Vehicle-to-roadside (V2R) communications enable vehicular networks to support a wide range of applications for enhancing the efficiency of road transportation. While existing work focused on non-cooperative techniques for V2R communications between vehicles and roadside units (RSUs), this paper investigates novel cooperative strategies among the RSUs in a vehicular network. We propose a scheme whereby, through cooperation, the RSUs in a vehicular network can coordinate the classes of data being transmitted through V2R communication links to the vehicles. This scheme improves the diversity of the information circulating in the network while exploiting the underlying content-sharing vehicle-to-vehicle communication network. We model the problem as a coalition formation game with transferable utility and we propose an algorithm for forming coalitions among the RSUs. For coalition formation, each RSU can take an individual decision to join or leave a coalition, depending on its utility which accounts for the generated revenues and the costs for coalition coordination. We show that the RSUs can self-organize into a Nash-stable partition and adapt this partition to environmental changes. Simulation results show that, depending on different scenarios, coalition formation presents a performance improvement, in terms of the average payoff per RSU, ranging between 20.5% and 33.2%, relative to the non-cooperative case.
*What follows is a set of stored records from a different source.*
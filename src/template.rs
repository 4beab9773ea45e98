use crate::error::{Error, Result};
use lazy_static::lazy_static;
use regex::Regex;

/// A record whose named fields can be substituted into a format string.
pub trait Fields {
    /// Every name `field` resolves.
    const FIELDS: &'static [&'static str];

    fn field(&self, name: &str) -> Option<String>;
}

/// Replace each `{{.Name}}` in `format` with the matching field of `data`.
pub fn render<T: Fields>(format: &str, data: &T) -> Result<String> {
    lazy_static! {
        static ref PLACEHOLDER_REGEX: Regex = Regex::new(r"\{\{\s*\.(\w+)\s*\}\}").unwrap();
    }

    let mut out = String::with_capacity(format.len());
    let mut last = 0;
    for cap in PLACEHOLDER_REGEX.captures_iter(format) {
        let whole = cap.get(0).unwrap();
        let name = &cap[1];
        let value = data
            .field(name)
            .ok_or_else(|| Error::UnknownField { name: name.to_owned() })?;
        out += &format[last..whole.start()];
        out += &value;
        last = whole.end();
    }
    out += &format[last..];
    Ok(out)
}

/// Expand `\n`, `\t` and `\\` typed on a command line.
pub fn unescape(format: &str) -> String {
    let mut out = String::with_capacity(format.len());
    let mut chars = format.chars();
    while let Some(c) = chars.next() {
        if c != '\\' {
            out.push(c);
            continue;
        }
        match chars.next() {
            Some('n') => out.push('\n'),
            Some('t') => out.push('\t'),
            Some('\\') => out.push('\\'),
            Some(other) => {
                out.push('\\');
                out.push(other);
            }
            None => out.push('\\'),
        }
    }
    out
}

#[cfg(test)]
mod tests {
    use super::*;

    struct Pilot;

    impl Fields for Pilot {
        const FIELDS: &'static [&'static str] = &["Name", "Wing"];

        fn field(&self, name: &str) -> Option<String> {
            match name {
                "Name" => Some("Jane".to_owned()),
                "Wing" => Some("Rush 6".to_owned()),
                _ => None,
            }
        }
    }

    #[test]
    fn substitutes_fields() {
        assert_eq!(render("{{.Name}} flies a {{ .Wing }}!", &Pilot).unwrap(), "Jane flies a Rush 6!");
        assert_eq!(render("no fields", &Pilot).unwrap(), "no fields");
    }

    #[test]
    fn unknown_field_is_an_error() {
        match render("{{.Glider}}", &Pilot) {
            Err(Error::UnknownField { name }) => assert_eq!(name, "Glider"),
            other => panic!("unexpected {:?}", other),
        }
    }

    #[test]
    fn unescapes_command_line_sequences() {
        assert_eq!(unescape(r"a\tb\n"), "a\tb\n");
        assert_eq!(unescape(r"c:\\dir\x"), "c:\\dir\\x");
        assert_eq!(unescape("trailing\\"), "trailing\\");
    }
}
use crate::error::Result;
use crate::geo::LatLon;
use log::{info, warn};
use std::io::Read;
use std::path::Path;

/// A named circular area, e.g. a takeoff or landing field.
#[derive(Clone, Debug, PartialEq)]
pub struct LandingSite {
    pub name: String,
    pub center: LatLon,
    /// meters
    pub radius: f64,
}

impl LandingSite {
    pub fn new(name: &str, center: LatLon, radius: f64) -> Self {
        LandingSite {
            name: name.to_owned(),
            center,
            radius,
        }
    }

    pub fn contains(&self, point: LatLon) -> bool {
        self.center.distance(point) <= self.radius
    }
}

/// Label for `point`: the first site, in order, whose radius covers it.
///
/// Overlapping sites resolve to whichever was listed first, even when a later
/// one is closer. Points outside every site get their coordinates as label.
pub fn find_label(point: LatLon, sites: &[LandingSite]) -> String {
    sites
        .iter()
        .find(|site| site.contains(point))
        .map(|site| site.name.clone())
        .unwrap_or_else(|| point.to_label())
}

#[derive(Clone, Debug, Default)]
pub struct SiteCollection {
    sites: Vec<LandingSite>,
}

impl SiteCollection {
    #[cfg(test)]
    pub fn new(sites: Vec<LandingSite>) -> Self {
        SiteCollection { sites }
    }

    pub fn from_file<P: AsRef<Path>>(path: P) -> Result<SiteCollection> {
        let path = path.as_ref();
        let sites = SiteCollection::from_reader(std::fs::File::open(path)?)?;
        info!("Loaded {} sites from {}", sites.len(), path.display());
        Ok(sites)
    }

    /// Reads `name,lat,lon,radius` rows, with or without a header row.
    /// Rows that don't fit are skipped.
    pub fn from_reader<R: Read>(reader: R) -> Result<SiteCollection> {
        let mut reader = csv::ReaderBuilder::new()
            .has_headers(false)
            .flexible(true)
            .trim(csv::Trim::All)
            .from_reader(reader);

        let mut sites = Vec::new();
        for (i, record) in reader.records().enumerate() {
            let record = record?;
            if i == 0 && record.get(0) == Some("name") {
                continue;
            }
            if record.len() != 4 || record[0].is_empty() {
                warn!("Site row {} is incomplete, ignoring!", i + 1);
                continue;
            }

            match (record[1].parse(), record[2].parse(), record[3].parse()) {
                (Ok(lat), Ok(lon), Ok(radius)) => {
                    sites.push(LandingSite::new(&record[0], LatLon::new(lat, lon), radius))
                }
                _ => warn!("Bad numbers for site {}, ignoring!", &record[0]),
            }
        }

        Ok(SiteCollection { sites })
    }

    pub fn len(&self) -> usize {
        self.sites.len()
    }

    pub fn is_empty(&self) -> bool {
        self.sites.is_empty()
    }

    #[cfg(test)]
    pub fn sites(&self) -> &[LandingSite] {
        &self.sites
    }

    pub fn find_label(&self, point: LatLon) -> String {
        find_label(point, &self.sites)
    }
}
Vehicle-to-roadside communications, coalitional game theory, coalition formation game, vehicular networks


Copyright 2010 IEEE Journal on Selected Areas in Communications. This is a pre-print version of a published paper that is available at: Recommended citation: Saad, Walid, Zhu Han, Are Hjorungnes, Dusit Niyato, and Ekram Hossain. "Coalition formation games for distributed cooperation among roadside units in vehicular networks." IEEE Journal on Selected Areas in Communications 29, no. 1 (2010): 48-60. doi: 10.1109/JSAC.2011.110106. This item has been deposited in accordance with publisher copyright and licensing terms and with the author's permission.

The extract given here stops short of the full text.